Available data:

::::::

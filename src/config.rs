/*
 * Copyright Amazon.com, Inc. or its affiliates. All Rights Reserved.
 * SPDX-License-Identifier: Apache-2.0
 */

use std::{cmp, time::Duration};

use crate::{
    chunk::ChunkPolicy,
    error::{self, TransferError},
    retry::RetryPolicy,
    MEBI_BYTE,
};

/// Default number of parts in flight across all transfers of a scheduler
pub const DEFAULT_CONCURRENCY: usize = 10;

/// Objects at or above this size are transferred in multiple parts
pub const DEFAULT_MULTIPART_THRESHOLD: u64 = 8 * MEBI_BYTE;

/// Default target part size
pub const DEFAULT_MULTIPART_CHUNKSIZE: u64 = 8 * MEBI_BYTE;

/// Default number of retries for a part failing with a transient error
pub const DEFAULT_MAX_RETRIES_PER_PART: u32 = 5;

pub(crate) const DEFAULT_RETRY_BASE_DELAY: Duration = Duration::from_millis(200);

/// Configuration for a [`TransferManager`](crate::manager::TransferManager)
#[derive(Debug, Clone)]
pub struct Config {
    max_concurrency: usize,
    max_concurrency_per_transfer: Option<usize>,
    max_bandwidth_bytes_per_sec: Option<u64>,
    multipart_threshold: u64,
    multipart_chunksize: u64,
    max_retries_per_part: u32,
    retry_base_delay: Duration,
    chunk_policy: ChunkPolicy,
}

impl Config {
    /// Create a new `Config` builder
    pub fn builder() -> Builder {
        Builder::default()
    }

    /// Maximum number of parts in flight across _all_ transfers
    pub fn max_concurrency(&self) -> usize {
        self.max_concurrency
    }

    /// Maximum number of parts in flight for a single transfer, if limited
    pub fn max_concurrency_per_transfer(&self) -> Option<usize> {
        self.max_concurrency_per_transfer
    }

    /// Aggregate throughput ceiling; `None` means unlimited
    pub fn max_bandwidth_bytes_per_sec(&self) -> Option<u64> {
        self.max_bandwidth_bytes_per_sec
    }

    pub fn multipart_threshold(&self) -> u64 {
        self.multipart_threshold
    }

    /// Target part size used when a transfer does not override it
    pub fn multipart_chunksize(&self) -> u64 {
        self.multipart_chunksize
    }

    pub fn max_retries_per_part(&self) -> u32 {
        self.max_retries_per_part
    }

    pub fn retry_base_delay(&self) -> Duration {
        self.retry_base_delay
    }

    /// Provider limits used to plan multipart transfers
    pub fn chunk_policy(&self) -> &ChunkPolicy {
        &self.chunk_policy
    }
}

impl Default for Config {
    fn default() -> Self {
        Builder::default()
            .build()
            .expect("default configuration is valid")
    }
}

/// Fluent style builder for [Config]
#[derive(Debug, Clone)]
pub struct Builder {
    max_concurrency: usize,
    max_concurrency_per_transfer: Option<usize>,
    max_bandwidth_bytes_per_sec: Option<u64>,
    multipart_threshold: u64,
    multipart_chunksize: u64,
    max_retries_per_part: u32,
    retry_base_delay: Duration,
    chunk_policy: ChunkPolicy,
}

impl Default for Builder {
    fn default() -> Self {
        Self {
            max_concurrency: DEFAULT_CONCURRENCY,
            max_concurrency_per_transfer: None,
            max_bandwidth_bytes_per_sec: None,
            multipart_threshold: DEFAULT_MULTIPART_THRESHOLD,
            multipart_chunksize: DEFAULT_MULTIPART_CHUNKSIZE,
            max_retries_per_part: DEFAULT_MAX_RETRIES_PER_PART,
            retry_base_delay: DEFAULT_RETRY_BASE_DELAY,
            chunk_policy: ChunkPolicy::default(),
        }
    }
}

impl Builder {
    /// Size of the worker pool shared by every transfer. Defaults to 10.
    pub fn max_concurrency(mut self, concurrency: usize) -> Self {
        self.max_concurrency = concurrency;
        self
    }

    /// Optional ceiling on parts in flight for one transfer.
    pub fn max_concurrency_per_transfer(mut self, concurrency: usize) -> Self {
        self.max_concurrency_per_transfer = Some(concurrency);
        self
    }

    /// Throttle aggregate throughput to `bytes_per_sec`. Zero disables throttling.
    pub fn max_bandwidth_bytes_per_sec(mut self, bytes_per_sec: u64) -> Self {
        self.max_bandwidth_bytes_per_sec = Some(bytes_per_sec).filter(|b| *b > 0);
        self
    }

    /// Minimum object size that triggers a multipart transfer. Defaults to 8 MiB.
    pub fn multipart_threshold(mut self, threshold_bytes: u64) -> Self {
        self.multipart_threshold = threshold_bytes;
        self
    }

    /// Size of parts the object will be transferred in, in bytes.
    /// Values below the provider's minimum part size (5 MiB) are rounded up.
    /// Defaults to 8 MiB.
    ///
    /// NOTE: The actual part size may be larger if this value would result in more
    /// parts than the provider allows for a single object.
    pub fn multipart_chunksize(mut self, size_bytes: u64) -> Self {
        self.multipart_chunksize = size_bytes;
        self
    }

    /// Retries of a part that fails with a transient error. Defaults to 5.
    pub fn max_retries_per_part(mut self, retries: u32) -> Self {
        self.max_retries_per_part = retries;
        self
    }

    pub fn retry_base_delay(mut self, delay: Duration) -> Self {
        self.retry_base_delay = delay;
        self
    }

    /// Override the provider limits (minimum/maximum part size, maximum part count)
    pub fn chunk_policy(mut self, policy: ChunkPolicy) -> Self {
        self.chunk_policy = policy;
        self
    }

    /// Consumes the builder and constructs a [`Config`]
    pub fn build(self) -> Result<Config, TransferError> {
        if self.max_concurrency == 0 {
            return Err(error::invalid_config("max_concurrency must be at least 1"));
        }
        if self.max_concurrency_per_transfer == Some(0) {
            return Err(error::invalid_config(
                "max_concurrency_per_transfer must be at least 1",
            ));
        }
        if self.multipart_threshold == 0 {
            return Err(error::invalid_config("multipart_threshold must be positive"));
        }

        let chunksize = cmp::max(self.multipart_chunksize, self.chunk_policy.min_part_size());
        if chunksize > self.chunk_policy.max_part_size() {
            return Err(error::invalid_config(format!(
                "multipart_chunksize {} exceeds the maximum part size {}",
                chunksize,
                self.chunk_policy.max_part_size()
            )));
        }

        Ok(Config {
            max_concurrency: self.max_concurrency,
            max_concurrency_per_transfer: self.max_concurrency_per_transfer,
            max_bandwidth_bytes_per_sec: self.max_bandwidth_bytes_per_sec,
            multipart_threshold: self.multipart_threshold,
            multipart_chunksize: chunksize,
            max_retries_per_part: self.max_retries_per_part,
            retry_base_delay: self.retry_base_delay,
            chunk_policy: self.chunk_policy,
        })
    }
}

/// Per-transfer overrides of the manager's [`Config`]
#[derive(Debug, Clone, Default)]
pub struct TransferOptions {
    concurrency: Option<usize>,
    part_size: Option<u64>,
    max_retries: Option<u32>,
    timeout: Option<Duration>,
}

impl TransferOptions {
    pub fn new() -> Self {
        Self::default()
    }

    /// Limit the number of parts of this transfer in flight at once
    pub fn concurrency(mut self, concurrency: usize) -> Self {
        self.concurrency = Some(concurrency);
        self
    }

    pub fn part_size(mut self, size_bytes: u64) -> Self {
        self.part_size = Some(size_bytes);
        self
    }

    pub fn max_retries(mut self, retries: u32) -> Self {
        self.max_retries = Some(retries);
        self
    }

    /// Cancel the transfer if it has not finished after `timeout`
    pub fn timeout(mut self, timeout: Duration) -> Self {
        self.timeout = Some(timeout);
        self
    }
}

/// Settings snapshot of one transfer, resolved from [`Config`] and [`TransferOptions`]
#[derive(Debug, Clone)]
pub struct TransferSettings {
    pub(crate) concurrency: usize,
    pub(crate) part_size_hint: u64,
    pub(crate) retry: RetryPolicy,
    pub(crate) timeout: Option<Duration>,
}

impl TransferSettings {
    pub(crate) fn resolve(config: &Config, options: &TransferOptions) -> Result<Self, TransferError> {
        let concurrency = options
            .concurrency
            .or(config.max_concurrency_per_transfer)
            .unwrap_or(config.max_concurrency);
        if concurrency == 0 {
            return Err(error::invalid_config("transfer concurrency must be at least 1"));
        }

        let policy = config.chunk_policy();
        let part_size_hint = match options.part_size {
            Some(size) => cmp::max(size, policy.min_part_size()),
            None => config.multipart_chunksize,
        };
        if part_size_hint > policy.max_part_size() {
            return Err(error::invalid_config(format!(
                "part size {} exceeds the maximum part size {}",
                part_size_hint,
                policy.max_part_size()
            )));
        }

        if options.timeout == Some(Duration::ZERO) {
            return Err(error::invalid_config("transfer timeout must be non-zero"));
        }

        Ok(Self {
            concurrency,
            part_size_hint,
            retry: RetryPolicy::new(
                options.max_retries.unwrap_or(config.max_retries_per_part),
                config.retry_base_delay,
            ),
            timeout: options.timeout,
        })
    }

    /// Parts of this transfer allowed in flight at once
    pub fn concurrency(&self) -> usize {
        self.concurrency
    }

    pub fn part_size_hint(&self) -> u64 {
        self.part_size_hint
    }

    pub fn retry_policy(&self) -> &RetryPolicy {
        &self.retry
    }

    pub fn timeout(&self) -> Option<Duration> {
        self.timeout
    }
}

::::::

Work order: From the material above, determine how many lines hold the string "RetryPolicy"; give the number without comment.

Solution to this task: 4